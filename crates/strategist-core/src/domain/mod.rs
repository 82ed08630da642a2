//! # Domain Models
//!
//! Value types shared by the engine and the market-data boundary.
//!
//! | Type | Description |
//! |------|-------------|
//! | [`Symbol`] | Validated ticker |
//! | [`AssetProfile`] | Annualized return/volatility of a catalog asset |
//! | [`CurrencyProfile`] | Drift and volatility of the local currency |
//! | [`AllocationTemplate`] | Ordered symbol/percent slots for a tier |
//! | [`PositionEntry`] | Sized position produced by a build |
//! | [`FxState`] | Exchange rate with its drift and volatility |
//! | [`PortfolioStatistics`] | Aggregated expected return and volatility |
//! | [`RiskTier`] | `low`, `medium`, `high` |
//! | [`TimeHorizon`] | Labeled or month-count horizon |
//!
//! Construction validates invariants; once built, every value is immutable.

mod horizon;
mod models;
mod risk_tier;
mod symbol;

pub use horizon::{HorizonOption, TimeHorizon, MAX_HORIZON_MONTHS};
pub use models::{
    validate_currency_code, AllocationTemplate, AssetProfile, AssetType, CurrencyProfile,
    FxState, PortfolioStatistics, PositionEntry, TemplateEntry, WeightedSymbol,
};
pub(crate) use models::{validate_finite, validate_non_negative};
pub use risk_tier::RiskTier;
pub use symbol::Symbol;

==============================

## The task
Copy every line from the entries that contains the word "RiskTier".

## Your response
//! | [`RiskTier`] | `low`, `medium`, `high` |
pub use risk_tier::RiskTier;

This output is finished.